A forma como foi concebido o PRR é que as agendas são grandes, têm demasiados intervenientes, são muitas empresas na mesma agenda, e como há limitações às compras e vendas no interior do consórcio, às vezes há problemas de querer comprar e não ter a quem, porque todos estão metidos dentro do consórcio e não se pode fazer negócio com o setor, porque está todo envolvido no consórcio. Foi um pequeno problema que se calhar não foi devidamente acautelado na formação das agendas, e talvez justificasse que tivessem menos intervenientes. Não estou a pôr em causa o princípio, que acho fundamental, de ter universidades, centros de investigação, grandes empresas e pequenas empresas. Esta mistura deve ser feita e é muito virtuosa, mas não precisamos ter 100 empresas envolvidas num mesmo objetivo. Se calhar 20 conseguiam o mesmo resultado, porventura em melhores condições.

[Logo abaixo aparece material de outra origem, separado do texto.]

//! Atomic file replacement via write-temp-then-rename.
//!
//! Every JSON state file (token state, continuations, usage counters,
//! failure sentinels) is replaced through this path so a crashed writer
//! never leaves a torn file behind.

use anyhow::{Context, Result};
use std::fs;
use std::io::Write;
use std::path::Path;

/// Write `content` to `path` atomically.
///
/// The temporary file is created in the same directory as the target so the
/// final rename never crosses a filesystem boundary.
pub fn write_atomic(path: &Path, content: &str) -> Result<()> {
    let dir = path
        .parent()
        .with_context(|| format!("No parent directory for: {}", path.display()))?;
    fs::create_dir_all(dir)
        .with_context(|| format!("Failed to create directory: {}", dir.display()))?;

    let mut tmp = tempfile::NamedTempFile::new_in(dir)
        .with_context(|| format!("Failed to create temp file in: {}", dir.display()))?;
    tmp.write_all(content.as_bytes())
        .with_context(|| format!("Failed to write temp file for: {}", path.display()))?;
    tmp.flush()
        .with_context(|| format!("Failed to flush temp file for: {}", path.display()))?;
    tmp.persist(path)
        .with_context(|| format!("Failed to rename temp file over: {}", path.display()))?;
    Ok(())
}
//! Invocation audit trail: START/END journal, per-invocation records, and
//! daily usage counters.
//!
//! The journal is a single append-only `journal.log`; START and END lines
//! pair by `(task, pid)`. Unmatched STARTs surface from `check_incomplete`
//! at startup as an operator signal, not a recovery trigger.

use anyhow::{Context, Result};
use chrono::{DateTime, Utc};
use serde::{Deserialize, Serialize};
use std::collections::BTreeMap;
use std::fs;
use std::path::PathBuf;

use crate::fs::{locked_append, write_atomic};

/// One per-invocation audit record, written under
/// `<state>/audit/<task>/<timestamp>.json`.
#[derive(Debug, Clone, Serialize, Deserialize)]
pub struct AuditRecord {
    pub task: String,
    pub file: String,
    pub backend: String,
    pub session_id: Option<String>,
    pub turns: Option<u32>,
    pub exit_code: i32,
    pub interrupted: bool,
    pub timestamp: DateTime<Utc>,
    pub stderr_excerpt: Option<String>,
}

/// Daily per-backend counters.
#[derive(Debug, Clone, Default, Serialize, Deserialize, PartialEq, Eq)]
pub struct UsageCounters {
    pub total_turns: u64,
    pub task_count: u64,
    pub tasks: Vec<String>,
}

#[derive(Debug, Clone)]
pub struct AuditJournal {
    journal: PathBuf,
    audit_dir: PathBuf,
    usage_dir: PathBuf,
}

impl AuditJournal {
    pub fn new(journal: PathBuf, audit_dir: PathBuf, usage_dir: PathBuf) -> Self {
        Self {
            journal,
            audit_dir,
            usage_dir,
        }
    }

    /// Append a START line for a spawned invocation.
    pub fn journal_start(
        &self,
        task: &str,
        file: &str,
        backend: &str,
        pid: u32,
        session: Option<&str>,
    ) -> Result<()> {
        let mut line = format!(
            "{} START {task} {file} {backend} pid={pid}",
            Utc::now().to_rfc3339()
        );
        if let Some(session) = session {
            line.push_str(&format!(" session={session}"));
        }
        locked_append(&self.journal, &line)
    }

    /// Append the matching END line.
    pub fn journal_end(
        &self,
        task: &str,
        file: &str,
        backend: &str,
        pid: u32,
        exit: i32,
        turns: Option<u32>,
    ) -> Result<()> {
        let mut line = format!(
            "{} END {task} {file} {backend} pid={pid} exit={exit}",
            Utc::now().to_rfc3339()
        );
        if let Some(turns) = turns {
            line.push_str(&format!(" turns={turns}"));
        }
        locked_append(&self.journal, &line)
    }

    /// Write the per-invocation JSON record.
    pub fn write_record(&self, record: &AuditRecord) -> Result<PathBuf> {
        let dir = self.audit_dir.join(&record.task);
        let path = dir.join(format!(
            "{}.json",
            record.timestamp.format("%Y%m%dT%H%M%S%.3f")
        ));
        let json =
            serde_json::to_string_pretty(record).context("Failed to serialize audit record")?;
        write_atomic(&path, &json)?;
        Ok(path)
    }

    /// Fold an invocation into today's usage counters.
    ///
    /// Read-modify-rewrite through a temp file; the scheduler's monitor
    /// threads are the only writers and each holds the invocation lock, so
    /// last-writer-wins granularity is per invocation, which is fine for
    /// operator-facing counters.
    pub fn update_usage(&self, backend: &str, turns: u32, task: &str) -> Result<()> {
        let path = self.usage_path(Utc::now());
        let mut by_backend: BTreeMap<String, UsageCounters> = match fs::read_to_string(&path) {
            Ok(raw) => serde_json::from_str(&raw).unwrap_or_default(),
            Err(_) => BTreeMap::new(),
        };

        let counters = by_backend.entry(backend.to_string()).or_default();
        counters.total_turns += u64::from(turns);
        if !counters.tasks.iter().any(|t| t == task) {
            counters.tasks.push(task.to_string());
            counters.task_count = counters.tasks.len() as u64;
        }

        let json =
            serde_json::to_string_pretty(&by_backend).context("Failed to serialize usage")?;
        write_atomic(&path, &json)
    }

    /// Usage counters for a given day, if any were recorded.
    pub fn usage_for(&self, day: DateTime<Utc>) -> Option<BTreeMap<String, UsageCounters>> {
        let raw = fs::read_to_string(self.usage_path(day)).ok()?;
        serde_json::from_str(&raw).ok()
    }

    /// Tasks with a START line and no matching END, keyed by `(task, pid)`.
    pub fn check_incomplete(&self) -> Result<Vec<String>> {
        let content = match fs::read_to_string(&self.journal) {
            Ok(c) => c,
            Err(e) if e.kind() == std::io::ErrorKind::NotFound => return Ok(Vec::new()),
            Err(e) => {
                return Err(e)
                    .with_context(|| format!("Failed to read journal: {}", self.journal.display()))
            }
        };

        let mut open: BTreeMap<(String, String), ()> = BTreeMap::new();
        for line in content.lines() {
            let mut fields = line.split_whitespace();
            let _timestamp = fields.next();
            let Some(kind) = fields.next() else { continue };
            let Some(task) = fields.next() else { continue };
            let _file = fields.next();
            let _backend = fields.next();
            let Some(pid) = fields.find(|f| f.starts_with("pid=")) else {
                continue;
            };
            let key = (task.to_string(), pid.to_string());
            match kind {
                "START" => {
                    open.insert(key, ());
                }
                "END" => {
                    open.remove(&key);
                }
                _ => {}
            }
        }

        let mut tasks: Vec<String> = open.into_keys().map(|(task, _)| task).collect();
        tasks.dedup();
        Ok(tasks)
    }

    fn usage_path(&self, day: DateTime<Utc>) -> PathBuf {
        self.usage_dir.join(format!("{}.json", day.format("%Y-%m-%d")))
    }
}

#[cfg(test)]
mod tests {
    use super::*;
    use tempfile::TempDir;

    fn journal_in(temp: &TempDir) -> AuditJournal {
        AuditJournal::new(
            temp.path().join("journal.log"),
            temp.path().join("audit"),
            temp.path().join("usage"),
        )
    }

    #[test]
    fn test_journal_pairing() {
        let temp = TempDir::new().unwrap();
        let audit = journal_in(&temp);

        audit
            .journal_start("demo", "001_demo.md", "claude", 4242, Some("abc-1"))
            .unwrap();
        audit
            .journal_end("demo", "001_demo.md", "claude", 4242, 0, Some(3))
            .unwrap();
        audit
            .journal_start("hung", "001_hung.md", "claude", 4343, None)
            .unwrap();

        assert_eq!(audit.check_incomplete().unwrap(), vec!["hung"]);

        let content = fs::read_to_string(temp.path().join("journal.log")).unwrap();
        assert!(content.contains("START demo 001_demo.md claude pid=4242 session=abc-1"));
        assert!(content.contains("END demo 001_demo.md claude pid=4242 exit=0 turns=3"));
    }

    #[test]
    fn test_check_incomplete_empty_journal() {
        let temp = TempDir::new().unwrap();
        let audit = journal_in(&temp);
        assert!(audit.check_incomplete().unwrap().is_empty());
    }

    #[test]
    fn test_same_task_different_pids_pair_independently() {
        let temp = TempDir::new().unwrap();
        let audit = journal_in(&temp);

        audit
            .journal_start("demo", "001_demo.md", "claude", 1000, None)
            .unwrap();
        audit
            .journal_start("demo", "003_demo.md", "claude", 2000, None)
            .unwrap();
        audit
            .journal_end("demo", "001_demo.md", "claude", 1000, 0, None)
            .unwrap();

        assert_eq!(audit.check_incomplete().unwrap(), vec!["demo"]);
    }

    #[test]
    fn test_write_record_lands_under_task_dir() {
        let temp = TempDir::new().unwrap();
        let audit = journal_in(&temp);

        let path = audit
            .write_record(&AuditRecord {
                task: "demo".to_string(),
                file: "001_demo.md".to_string(),
                backend: "claude".to_string(),
                session_id: Some("abc-1".to_string()),
                turns: Some(3),
                exit_code: 0,
                interrupted: false,
                timestamp: Utc::now(),
                stderr_excerpt: None,
            })
            .unwrap();

        assert!(path.starts_with(temp.path().join("audit/demo")));
        let parsed: AuditRecord =
            serde_json::from_str(&fs::read_to_string(&path).unwrap()).unwrap();
        assert_eq!(parsed.turns, Some(3));
        assert!(!parsed.interrupted);
    }

    #[test]
    fn test_update_usage_accumulates() {
        let temp = TempDir::new().unwrap();
        let audit = journal_in(&temp);

        audit.update_usage("claude", 3, "demo").unwrap();
        audit.update_usage("claude", 2, "demo").unwrap();
        audit.update_usage("claude", 5, "other").unwrap();
        audit.update_usage("ollama", 1, "demo").unwrap();

        let usage = audit.usage_for(Utc::now()).unwrap();
        let claude = &usage["claude"];
        assert_eq!(claude.total_turns, 10);
        assert_eq!(claude.task_count, 2);
        assert_eq!(claude.tasks, vec!["demo", "other"]);
        assert_eq!(usage["ollama"].total_turns, 1);
    }
}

As agendas são grandes, têm demasiados intervenientes, são muitas empresas na mesma agenda, e como há limitações às compras e vendas no interior do consórcio, às vezes há problemas de querer comprar e não ter a quem.
Foi essa virtuosidade que levou, na reprogramação, à criação de um novo incentivo à inovação produtiva para empresas associadas com universidades de 278 milhões de euros? Para que vai servir?
Vamos aí ter possibilidade de financiar investigação que pode não ser feita no formato de agendas. Vou-lhe dar um exemplo. Podemos, com essa dotação, vir a financiar um projeto de investigação muito intenso e muito especializado que a Fundação Champalimaud queira fazer. Tenho aqui um exemplo de uma utilização que não envolve o formato da agenda, mas que é na mesma dirigida a fazer aplicações práticas de investigação.